电子数据的保留,不只是将数据存起来,还需要做到在规定的期限内防篡改(增删改等操作),才满足合规性要求。从存储角度来看,这就是经常提到的WORM(Write Once, Read Many )。
随着越来越多用户将数据长期保留在公有云,Azure也引入了不可变Blob的服务,来实现对数据的WORM保护。
合规性
数据WORM保护并不是简单的说自己满足就可以,而是要经过相关法规认证,才能通过审计。
Azure的不可变Blob满足SEC 17a-4(f)、CFTC 1.31(d)、FINRA 和其他法规要求。在国内,虽然还没有明确的相应法规,但AzureChina也已经引入WORM保护的服务。
保护范围
保护对象:WORM保护针对的对象是Block Blob。
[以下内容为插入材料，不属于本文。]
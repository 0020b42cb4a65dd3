//! Error types for qplay-engine
//!
//! Defines module-specific error types using thiserror for clear error propagation.
//!
//! Failure classes:
//! - **Resolution**: the source cannot be turned into a playable locator (permanent)
//! - **Download**: transient network/storage failure while fetching
//! - **Playback**: the voice sink failed mid-stream
//! - **State**: the caller asked for something invalid in the current state

use crate::collaborators::ResolveError;
use serde::{Deserialize, Serialize};
use thiserror::Error;

/// Main error type for qplay-engine
#[derive(Error, Debug)]
pub enum Error {
    /// Source could not be resolved into a downloadable locator
    #[error("Resolution error: {0}")]
    Resolution(#[from] ResolveError),

    /// Download or local storage failure
    #[error("Download error: {0}")]
    Download(String),

    /// Preparation was cancelled before completing
    #[error("Preparation cancelled")]
    Cancelled,

    /// Voice sink failure
    #[error("Playback error: {0}")]
    Playback(String),

    /// Operation invalid for the current player state
    #[error("Invalid state: {0}")]
    State(#[from] StateError),

    /// Queue management errors (bad index, closed playlist)
    #[error("Queue error: {0}")]
    Queue(String),

    /// Configuration loading or validation errors
    #[error("Configuration error: {0}")]
    Config(String),

    /// File I/O errors
    #[error("File I/O error: {0}")]
    Io(#[from] std::io::Error),

    /// Snapshot (de)serialization errors
    #[error("Serialization error: {0}")]
    Serialization(#[from] serde_json::Error),

    /// Errors from the shared library
    #[error(transparent)]
    Common(#[from] qplay_common::Error),
}

/// Convenience Result type using qplay-engine Error
pub type Result<T> = std::result::Result<T, Error>;

/// Caller invoked an operation that is invalid right now
///
/// Always returned synchronously to the caller, never emitted as an event.
#[derive(Error, Debug, Clone, PartialEq)]
pub enum StateError {
    /// `pause()` outside `Playing`
    #[error("not playing")]
    NotPlaying,

    /// `resume()` outside `Paused`
    #[error("not paused")]
    NotPaused,

    /// `skip()` with nothing playing or downloading
    #[error("nothing to skip")]
    NothingToSkip,

    /// The player was torn down
    #[error("player detached from voice transport")]
    Detached,

    /// Volume outside 0.0-1.0 or not a number
    #[error("invalid volume {0}")]
    InvalidVolume(f32),
}

/// Failure carried by a prepare-handle
///
/// Cloneable because every coalesced waiter on the same preparation
/// receives the same outcome.
#[derive(Error, Debug, Clone, PartialEq)]
pub enum PrepareError {
    /// Resolver rejected the source
    #[error("resolution failed: {0}")]
    Resolution(#[from] ResolveError),

    /// Fetch to local storage failed
    #[error("download failed: {0}")]
    Download(String),

    /// Preparation was cancelled (skip, removal, teardown)
    #[error("preparation cancelled")]
    Cancelled,
}

impl From<PrepareError> for Error {
    fn from(err: PrepareError) -> Self {
        match err {
            PrepareError::Resolution(e) => Error::Resolution(e),
            PrepareError::Download(msg) => Error::Download(msg),
            PrepareError::Cancelled => Error::Cancelled,
        }
    }
}

/// Typed cause attached to `error` events
#[derive(Debug, Clone, PartialEq, Serialize, Deserialize)]
#[serde(tag = "kind", content = "message", rename_all = "snake_case")]
pub enum ErrorCause {
    /// Entry source could not be resolved; not retried
    Resolution(String),
    /// Download failed; the pull loop backs off and moves on
    Download(String),
    /// Sink failed mid-stream; entry retired as failed
    Playback(String),
    /// The pull loop itself failed; the player went idle
    Fatal(String),
    /// Preparation of the current entry was cancelled by another caller
    Cancelled,
}

impl From<&PrepareError> for ErrorCause {
    fn from(err: &PrepareError) -> Self {
        match err {
            PrepareError::Resolution(e) => ErrorCause::Resolution(e.to_string()),
            PrepareError::Download(msg) => ErrorCause::Download(msg.clone()),
            PrepareError::Cancelled => ErrorCause::Cancelled,
        }
    }
}
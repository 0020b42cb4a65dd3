//! Per-session ownership
//!
//! One [`Session`] owns everything a voice session needs: the event bus, the
//! media cache, the active playlist and the player. Hosts keep one per
//! session; nothing here is process-global.

use crate::cache::MediaCache;
use crate::collaborators::{ReferenceCheck, Resolver, VoiceSink};
use crate::config::EngineConfig;
use crate::events::SessionBus;
use crate::player::{Player, PlayerSnapshot};
use crate::playlist::Playlist;
use std::sync::{Arc, Mutex, PoisonError, Weak};
use tracing::{debug, info};

/// Name of the playlist a fresh session starts with
pub const DEFAULT_PLAYLIST: &str = "main";

/// Playlist + player + shared plumbing for one session
pub struct Session {
    events: Arc<SessionBus>,
    cache: Arc<MediaCache>,
    player: Player,
    /// Every playlist this session handed out or started with
    playlists: Mutex<Vec<Weak<Playlist>>>,
}

impl Session {
    /// Fresh session with an empty default playlist
    ///
    /// Must be called from within a Tokio runtime.
    pub fn new(
        config: &EngineConfig,
        resolver: Arc<dyn Resolver>,
        sink: Arc<dyn VoiceSink>,
    ) -> Self {
        Self::with_reference_check(config, resolver, sink, None)
    }

    /// Fresh session whose cache consults `references` before deleting files
    pub fn with_reference_check(
        config: &EngineConfig,
        resolver: Arc<dyn Resolver>,
        sink: Arc<dyn VoiceSink>,
        references: Option<Arc<dyn ReferenceCheck>>,
    ) -> Self {
        let (events, cache) = Self::plumbing(config, resolver, references);
        let playlist = Playlist::new(
            DEFAULT_PLAYLIST,
            config.precache_depth,
            Arc::clone(&cache),
            Arc::clone(&events),
        );
        let playlists = Mutex::new(vec![Arc::downgrade(&playlist)]);
        let player = Player::new(playlist, sink, Arc::clone(&cache), Arc::clone(&events), config);

        info!("Session started");
        Self {
            events,
            cache,
            player,
            playlists,
        }
    }

    /// Session rebuilt from a stored snapshot
    pub fn restore(
        config: &EngineConfig,
        resolver: Arc<dyn Resolver>,
        sink: Arc<dyn VoiceSink>,
        snapshot: &PlayerSnapshot,
    ) -> Self {
        let (events, cache) = Self::plumbing(config, resolver, None);
        let player = Player::restore(snapshot, sink, Arc::clone(&cache), Arc::clone(&events), config);
        let playlists = Mutex::new(vec![Arc::downgrade(&player.active_playlist())]);

        info!(
            "Session restored ({} queued, current: {})",
            snapshot.playlist.entries.len(),
            snapshot.current.is_some()
        );
        Self {
            events,
            cache,
            player,
            playlists,
        }
    }

    fn plumbing(
        config: &EngineConfig,
        resolver: Arc<dyn Resolver>,
        references: Option<Arc<dyn ReferenceCheck>>,
    ) -> (Arc<SessionBus>, Arc<MediaCache>) {
        let events = Arc::new(SessionBus::new(config.event_capacity));
        let mut cache = MediaCache::new(resolver, config);
        if let Some(references) = references {
            cache = cache.with_reference_check(references);
        }
        (events, Arc::new(cache))
    }

    pub fn events(&self) -> &Arc<SessionBus> {
        &self.events
    }

    pub fn cache(&self) -> &Arc<MediaCache> {
        &self.cache
    }

    pub fn player(&self) -> &Player {
        &self.player
    }

    /// The player's active playlist
    pub fn playlist(&self) -> Arc<Playlist> {
        self.player.active_playlist()
    }

    /// New empty playlist sharing this session's cache and event bus
    ///
    /// The session closes it on teardown.
    pub fn create_playlist(&self, name: impl Into<String>, precache_depth: usize) -> Arc<Playlist> {
        let playlist = Playlist::new(
            name,
            precache_depth,
            Arc::clone(&self.cache),
            Arc::clone(&self.events),
        );

        let mut playlists = self.playlists.lock().unwrap_or_else(PoisonError::into_inner);
        playlists.retain(|p| p.strong_count() > 0);
        playlists.push(Arc::downgrade(&playlist));
        playlist
    }

    /// Tear the session down: detach the player, cancel all preparations
    ///
    /// Closes the active playlist and every playlist the session created,
    /// including ones swapped out of the player.
    pub async fn close(self) {
        self.player.shutdown().await;

        let mut open: Vec<Arc<Playlist>> = self
            .playlists
            .lock()
            .unwrap_or_else(PoisonError::into_inner)
            .iter()
            .filter_map(Weak::upgrade)
            .collect();
        open.push(self.player.active_playlist());
        for playlist in &open {
            if !playlist.is_closed() {
                debug!("Closing playlist '{}'", playlist.name());
                playlist.close();
            }
        }
        info!("Session closed");
    }
}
Append Blob及Page Blob由于其特性,不满足WORM保护需求
保护颗粒度:以容器为单位,WORM保护对容器内所有对象同时生效
适用存储账户:Blob存储账户及通用存储账户v2可以实施WORM保护,通用存储账户v1目前还没有WORM功能,但可以升级为通用存储账户v2来实现此功能
配置过程
Azure的WORM保护分为两种类型:基于时间的保留和依法保留。对一个容器,既可以配置其中一种策略,也可以两种都配置。
WORM保护的配置很简单,进入创建好的容器里,在访问策略里添加策略即可:
依法保留
首先添加一个依法保留的策略,在添加策略的下拉框选择依法保留:
依法保留的意义是按照某种规定防止数据被篡改,例如临时需要将一个数据锁定,但没有固定期限,直到取消;为了记录保留数据的原因,需要添加至少一个标记:
添加完成,可以在不可变存储的策略中看到:
现在给容器中上传一个数据,以一个文本文件为例:
可以看到文件可正确上传。
现删除文件:
发现由于启用了WORM保护,无法删除:
更新文件元数据也不成功:
编辑文件,仍然失败
现在上传一个同名文件来覆盖原文件:
还是失败:
从如上测试可以看出,在启用了WORM保护的容器里,文件只能上传,不能被修改删除或覆盖,有效保证了原始数据安全。
那么依法保留的生命周期是多久?如下可以看到,依法保留的策略可以编辑:
当一个策略所有的标记被删除时,该策略被自动删除。
问题来了,如果一个有操作权限的人员删除策略后修改了原始文件,然后在加上策略,是否就意味着WORM保护失效?现在将容器里的文件删除并重新加上相同的依法保留策略。虽然操作没问题,但是在存储账户的日志里,记录下了所有操作:
并且在每条日志的详细信息里均可看到操作人员:
所以合规性审计时,并不只是简单的查看是否启用了策略,还要检查日志,确认是否有非法操作。
基于时间的保留
另一种WORM保护的策略是基于时间的保留:
基于时间的保留需要设置需要设置一个保留期,以天为单位,范围是1——146000,即保留期为1天到400年。
设置好基于时间的保留后,会立即生效,但是状态为已解锁:
此时可随意编辑策略(修改保留期)甚至删除策略:
多策略
当为一个容器同时设置两种类型的策略时,将同时生效,例如:
任意一个策略有效:数据不能做任何修改
两种策略都失效:收基于时间保留的影响,数据只能删除不能修改
数据分层的影响
受WORM保护的数据,仍可以在热、冷、归档三层中任意转换,不影响保留策略;也如同没有WORM保护的数据,放入归档层后不能直接访问,需要恢复到热层或冷层。
总结
经过测试可以看出,Azure的WORM功能可有效提供数据保护,作为审计的依据;结合数据分层功能,可作为用户长期低成本合规保存数据的地方。